Monday 27 March 2017

current - Sizing a trace on a PCB to carry 2.5 amps


I need a trace on my PCB to carry up to 2.5 amps (average) current, with 5-6 amp spikes (it's going to a switch mode power supply.) How wide should the traces be? I've got a trade off between reliability and size, as the product is space constrained. Any tips would be appreciated.



Answer



After doing a quick google of "PCB Current Calculator", I found a PCB Current Calculator based on IPC-2152. It bases the width of the track on how much of a temperature rise the trace is allowed to have. It's nice in that it shows how much power you waste through your trace. I would design for your worst-case RMS current, since it's going to be a periodic signal.
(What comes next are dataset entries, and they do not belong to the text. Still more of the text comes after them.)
use std::fs;
use std::io::{self, BufRead};
use std::path::Path;
use std::time::{Duration, Instant};

use anyhow::{bail, Context};
use clap::Parser;
use studio_core::{find_language, update, AppState, Mode, Msg};
use studio_engine::{
    export_gallery, select_renderer, AtomicFileWriter, EngineHandle, MarkdownRenderer,
};
use studio_logging::{studio_error, studio_info, studio_warn};

use super::config::{Cli, Command, GalleryCommand};
use super::effects::EffectRunner;
use super::persistence;
use super::render::{describe_media, render_transcript, TerminalPrinter};

const EVENT_WAIT: Duration = Duration::from_millis(100);

pub fn run() -> anyhow::Result<()> {
    let cli = Cli::parse();

    fs::create_dir_all(&cli.data_dir)
        .with_context(|| format!("failed to create data dir {}", cli.data_dir.display()))?;
    if !studio_logging::initialize(cli.log.into(), cli.log_level, &cli.log_path()) {
        eprintln!("warning: logging is disabled");
    }
    studio_info!("Starting studio with data dir {}", cli.data_dir.display());

    let store = persistence::open_store(&cli.data_dir)?;
    let engine = EngineHandle::new(cli.engine_config()).context("failed to start engine")?;
    let renderer = select_renderer(!cli.plain_markdown);
    let mut app = App::new(EffectRunner::new(engine, store), cli.max_wait());

    let gallery = persistence::load_saved_gallery(app.runner.store());
    app.dispatch(Msg::RestoreGallery(gallery));

    match &cli.command {
        Command::Images { prompt } => {
            app.submit(Mode::Generate, Msg::PromptSubmitted(prompt.clone()))?
        }
        Command::Edit {
            image,
            mask,
            prompt,
        } => {
            let image = persistence::read_image(image)?;
            let mask = persistence::read_image(mask)?;
            app.submit(
                Mode::Edit,
                Msg::EditSubmitted {
                    image,
                    mask,
                    prompt: prompt.clone(),
                },
            )?;
        }
        Command::Video { prompt } => {
            app.submit(Mode::Video, Msg::VideoSubmitted(prompt.clone()))?
        }
        Command::Inspire { prompt } => {
            app.submit(Mode::Inspiration, Msg::PromptSubmitted(prompt.clone()))?
        }
        Command::Review { language, file } => {
            let Some(language) = find_language(language) else {
                bail!("unsupported language '{language}'");
            };
            let code = fs::read_to_string(file)
                .with_context(|| format!("failed to read {}", file.display()))?;
            if code.trim().is_empty() {
                bail!("{} is empty", file.display());
            }
            app.submit(
                Mode::Review,
                Msg::ReviewSubmitted {
                    code,
                    language: language.value.to_string(),
                },
            )?;
        }
        Command::Chat => app.chat(io::stdin().lock())?,
        Command::Gallery { command } => app.gallery(command)?,
    }

    if cli.save {
        app.save_produced_media();
    }
    if let Some(path) = &cli.html {
        write_transcript(path, &app.state.view(), renderer.as_ref())?;
    }
    app.dispatch(Msg::ViewClosed);
    app.printer.finish();

    match app.state.error() {
        Some(error) => bail!("{error}"),
        None => Ok(()),
    }
}

/// Single owner of the core state; runs the update loop against the engine.
struct App {
    state: AppState,
    runner: EffectRunner,
    printer: TerminalPrinter,
    max_wait: Option<Duration>,
}

impl App {
    fn new(runner: EffectRunner, max_wait: Option<Duration>) -> Self {
        Self {
            state: AppState::new(),
            runner,
            printer: TerminalPrinter::new(),
            max_wait,
        }
    }

    fn dispatch(&mut self, msg: Msg) {
        let state = std::mem::take(&mut self.state);
        let (state, effects) = update(state, msg);
        self.state = state;
        self.runner.run(effects);
        if self.state.consume_dirty() {
            self.printer.render(&self.state.view());
        }
    }

    fn submit(&mut self, mode: Mode, msg: Msg) -> anyhow::Result<()> {
        if self.state.mode() != mode {
            self.dispatch(Msg::ModeSelected(mode));
        }
        self.dispatch(msg);
        self.wait_until_idle()
    }

    /// Feeds engine results to the core until no request is in flight.
    fn wait_until_idle(&mut self) -> anyhow::Result<()> {
        let started = Instant::now();
        while self.state.is_loading() {
            if self.max_wait.is_some_and(|limit| started.elapsed() >= limit) {
                studio_warn!("Giving up after {:?}", started.elapsed());
                self.dispatch(Msg::ViewClosed);
                break;
            }
            match self.runner.next_msg(EVENT_WAIT) {
                Ok(Some(msg)) => self.dispatch(msg),
                Ok(None) => {}
                Err(err) => {
                    studio_error!("Abandoning request: {}", err);
                    self.dispatch(Msg::ViewClosed);
                    self.printer.finish();
                    return Err(err).context("request did not complete");
                }
            }
        }
        self.printer.finish();
        Ok(())
    }

    fn chat(&mut self, input: impl BufRead) -> anyhow::Result<()> {
        self.dispatch(Msg::ModeSelected(Mode::Chat));
        for line in input.lines() {
            let line = line.context("failed to read input")?;
            if line.trim().is_empty() {
                continue;
            }
            if self.state.error().is_some() {
                self.dispatch(Msg::DismissError);
            }
            self.dispatch(Msg::PromptSubmitted(line));
            self.wait_until_idle()?;
        }
        Ok(())
    }

    fn gallery(&mut self, command: &GalleryCommand) -> anyhow::Result<()> {
        self.dispatch(Msg::ModeSelected(Mode::Gallery));
        let view = self.state.view();
        match command {
            GalleryCommand::List => {
                if view.gallery.is_empty() {
                    println!("The gallery is empty.");
                }
                for item in &view.gallery {
                    println!("{:>3}  {}", item.index + 1, describe_media(&item.data_uri));
                }
            }
            GalleryCommand::Remove { position } => {
                let Some(item) = position
                    .checked_sub(1)
                    .and_then(|index| view.gallery.get(index))
                else {
                    bail!("no gallery item at position {position}");
                };
                self.dispatch(Msg::RemoveFromGallery(item.data_uri.clone()));
                println!("Removed item {position}.");
            }
            GalleryCommand::Export { dir } => {
                let summary = export_gallery(self.state.gallery(), dir)
                    .with_context(|| format!("failed to export to {}", dir.display()))?;
                println!(
                    "Exported {} items to {}.",
                    summary.written.len(),
                    dir.display()
                );
                for position in summary.skipped {
                    println!("Skipped item {position}: not a readable media reference.");
                }
            }
        }
        Ok(())
    }

    fn save_produced_media(&mut self) {
        let unsaved: Vec<String> = self
            .state
            .view()
            .messages
            .into_iter()
            .flat_map(|message| message.attachments)
            .filter(|attachment| !attachment.saved)
            .map(|attachment| attachment.data_uri)
            .collect();
        for data_uri in unsaved {
            self.dispatch(Msg::SaveToGallery(data_uri));
        }
    }
}

fn write_transcript(
    path: &Path,
    view: &studio_core::AppViewModel,
    renderer: &dyn MarkdownRenderer,
) -> anyhow::Result<()> {
    let dir = path
        .parent()
        .filter(|parent| !parent.as_os_str().is_empty())
        .unwrap_or(Path::new("."));
    let filename = path
        .file_name()
        .and_then(|name| name.to_str())
        .with_context(|| format!("invalid transcript path {}", path.display()))?;
    let written = AtomicFileWriter::new(dir)
        .write(filename, render_transcript(view, renderer))
        .with_context(|| format!("failed to write transcript {}", path.display()))?;
    studio_info!("Transcript written to {}", written.display());
    Ok(())
}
If you use 2 oz/ft2 copper instead of the standard 1 oz/ft2 copper, you won't need as wide of a trace to achieve the same resistance. For example, allowing for a 10 oC rise, you can get away with these numbers at 3 A with no copper plane nearby:




  • 177 mil (4.50 mm) on 1/2 oz/ft2 copper

  • 89 mil (2.26 mm) on 1 oz/ft2 (35µm) copper

  • 47 mil (1.19 mm) on 2 oz/ft2 (70µm) copper




Note: IPC-2221 (The standard used in the original answer) uses old measured values for its design charts, and these charts are implemented in many calculators. As best as I can tell, this data was claimed to be 50 years old, which makes IPC-ML-910 (1968) a possible source. As @AlcubierreDrive pointed out, a new standard, IPC-2152, contains new measured data, and presumably is more accurate. More importantly, a comparison of IPC-2221 values gives the following result for trace widths: IPC-2221 (internal) > IPC-2152 > IPC-2221 (external). Actual numbers for the example above (1oz copper) are


IPC-2152:             89 mil 
IPC-2221 (internal): 143 mil (+60%)
IPC-2221 (external): 55 mil (-38%)


Also note that the original numbers in this answer were based on the IPC-2221 internal calculations, which will provide a conservative estimate for all values.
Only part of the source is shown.